The most difficult element in this conundrum is the rapid growth of private sector financing for developing countries-those "emerging markets." Many friends and foes of the bank alike see the collapse of barriers to capital movements and the new technological and market capacity of private sector financial institutions to capture world savings, as the writing on the bank's hallowed wall.

They have a point, as the bank is only too well aware. The bank's purpose is to correct market failure-the reluctance of private sector investors to risk their money in developing countries even when decent returns are possible. It has no purpose when the market is working.

But it is still hard for a poor country to borrow money more cheaply than from the World Bank. The advice and expertise which comes with each loan is often much appreciated-although some countries find the bank's long shopping list of conditions covering everything from the rights of women to the probity of civil servants rather tiresome. Very poor countries, especially in Africa and South Asia, still cannot raise money elsewhere and will depend on the bank for years to come. They appreciate their long term relationship with the bank, remembering from the last wave of private sector enthusiasm in the 1970s, that international capital is very fickle. Nevertheless, the prospect of being a parking lot for the world's economic basket cases and an over-capitalised management consultancy is not an appealing future. It also implies an uncomfortably slimmer World Bank.

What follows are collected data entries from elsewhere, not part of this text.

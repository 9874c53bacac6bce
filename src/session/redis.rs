use anyhow::{anyhow, Result};
use async_trait::async_trait;
use deadpool_redis::Pool;
use redis::AsyncCommands;
use serde_json::Value;
use tracing::error;

use super::SessionStore;

/// Redis-backed session store for multi-instance deployments. Values are
/// JSON strings under `session:{id}:{key}` with a per-write TTL.
pub struct RedisStore {
    pool: Pool,
    ttl_secs: u64,
}

impl RedisStore {
    pub fn new(pool: Pool, ttl_secs: u64) -> Self {
        RedisStore { pool, ttl_secs }
    }

    fn redis_key(session_id: &str, key: &str) -> String {
        format!("session:{}:{}", session_id, key)
    }
}

#[async_trait]
impl SessionStore for RedisStore {
    async fn get(&self, session_id: &str, key: &str) -> Result<Option<Value>> {
        let mut conn = self.pool.get().await.map_err(|e| anyhow!("redis pool: {e}"))?;
        let raw: Option<String> = conn.get(Self::redis_key(session_id, key)).await?;
        match raw {
            Some(data) => match serde_json::from_str(&data) {
                Ok(value) => Ok(Some(value)),
                Err(e) => {
                    error!("❌ Failed to parse session value for key {}: {:?}", key, e);
                    Ok(None)
                }
            },
            None => Ok(None),
        }
    }

    async fn set(&self, session_id: &str, key: &str, value: Value) -> Result<()> {
        let mut conn = self.pool.get().await.map_err(|e| anyhow!("redis pool: {e}"))?;
        conn.set_ex::<_, _, ()>(
            Self::redis_key(session_id, key),
            value.to_string(),
            self.ttl_secs,
        )
        .await?;
        Ok(())
    }

    async fn remove(&self, session_id: &str, key: &str) -> Result<()> {
        let mut conn = self.pool.get().await.map_err(|e| anyhow!("redis pool: {e}"))?;
        conn.del::<_, ()>(Self::redis_key(session_id, key)).await?;
        Ok(())
    }
}
/// POST /api/predictor/{exam}/update — re-query with the edited filter
/// snapshot. Stale responses (a newer update was issued meanwhile) are
/// discarded; a failed refresh keeps the prior rows.
pub async fn handle_update(
    State(state): State<AppState>,
    Path(exam): Path<String>,
    headers: HeaderMap,
    Json(snapshot): Json<IntakeForm>,
) -> Result<Json<Value>, (StatusCode, Json<Value>)> {
    let exam = parse_exam(&exam)?;
    let Some(sid) = session_id(&headers) else {
        return Ok(redirect("/"));
    };
    let Some(view) = load_view(&state, &sid, exam).await.map_err(internal)? else {
        return Ok(redirect("/"));
    };

    // Reconcile the edited snapshot against the live option lists before
    // querying; a lookup fetch failure leaves the snapshot as-is.
    let mut snapshot = snapshot;
    let groups: Option<Vec<GroupCategory>> = match state
        .backend
        .get_json("/api/group-categories/", None)
        .await
    {
        Ok(value) => serde_json::from_value(value).ok(),
        Err(_) => None,
    };
    reconcile_specialization(&mut snapshot, exam, groups.as_deref());

    let record = crate::services::intake::predictor_record(&snapshot, exam);
    let payload = SubmissionPayload::from_form(&record, exam);
    let payload_json = serde_json::to_value(&payload).map_err(|e| internal(e.into()))?;

    let seq_key = format!("{}:{}", sid, exam.allotment_category());
    let seq = state.shared_state.issue_update_seq(&seq_key);

    match state
        .backend
        .post_json("/api/allotment_tracker/", &payload_json, None)
        .await
    {
        Ok(response) => {
            // The claim holds the per-key apply lock across the session
            // writes, so a slower older response cannot land after a
            // newer one.
            let Some(commit) = state.shared_state.commit_update(&seq_key, seq).await else {
                info!("⏭️ Discarding stale update response (seq {})", seq);
                return Ok(Json(json!({ "stale": true })));
            };
            let store = state.sessions.as_ref();
            store
                .set(&sid, exam.result_key(), response.clone())
                .await
                .map_err(internal)?;
            set_typed(store, &sid, exam.form_key(), &payload)
                .await
                .map_err(internal)?;
            set_typed(store, &sid, keys::PREDICTOR_DATA, &record)
                .await
                .map_err(internal)?;
            commit.finish();

            let view = ResultsView {
                record,
                stored_payload: Some(payload),
                stored_result: Some(response),
            };
            let (rows, source) = displayed(&view);
            Ok(Json(json!({
                "source": source,
                "total_rows": rows.len(),
                "rows": rows,
            })))
        }
        Err(e) => {
            // No rows lost on a failed refresh: prior data stays stored.
            error!("❌ {} update call failed: {}", exam.allotment_category(), e);
            let (rows, source) = displayed(&view);
            Ok(Json(json!({
                "source": source,
                "total_rows": rows.len(),
                "rows": rows,
                "backend_error": e.to_string(),
            })))
        }
    }
}

/// GET /api/predictor/{exam}/export — the currently displayed rows as a
/// tabular CSV attachment.
pub async fn handle_export(
    State(state): State<AppState>,
    Path(exam): Path<String>,
    headers: HeaderMap,
) -> Result<Response, (StatusCode, Json<Value>)> {
    let exam = parse_exam(&exam)?;
    let Some(sid) = session_id(&headers) else {
        return Ok(redirect("/").into_response());
    };
    let Some(view) = load_view(&state, &sid, exam).await.map_err(internal)? else {
        return Ok(redirect("/").into_response());
    };

    let (rows, _) = displayed(&view);
    let csv = rows_to_csv(&rows).map_err(internal)?;
    let filename = format!("seat-predictor-{}.csv", exam.allotment_category().to_lowercase());
    Ok((
        [
            (header::CONTENT_TYPE, "text/csv".to_string()),
            (
                header::CONTENT_DISPOSITION,
                format!("attachment; filename=\"{}\"", filename),
            ),
        ],
        csv,
    )
        .into_response())
}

Wolfensohn is right to identify his first priority as rebuilding coherent support for the bank, inside and out-side the institution. Only then can it formulate a sense of direction suitable for the new world. The exercise is political, appealing to justice and humanity, rekindling the passionate rejection of poverty which laissez-faire selfishness and bank logic-chopping have all but extinguished, while at the same time acknowledging the new role of the private sector and some of the criticisms of traditional development economics.

The stakes are high. More than one billion people survive on a dollar a day, and the ranks of the very poor are swelling. Most staff, shareholders and borrowers are urging Wolfensohn on, hoping against the deadweight of experience that he will succeed where predecessors have failed. Now we must wait to see whether they feel the same way on April Fool's Day 1997.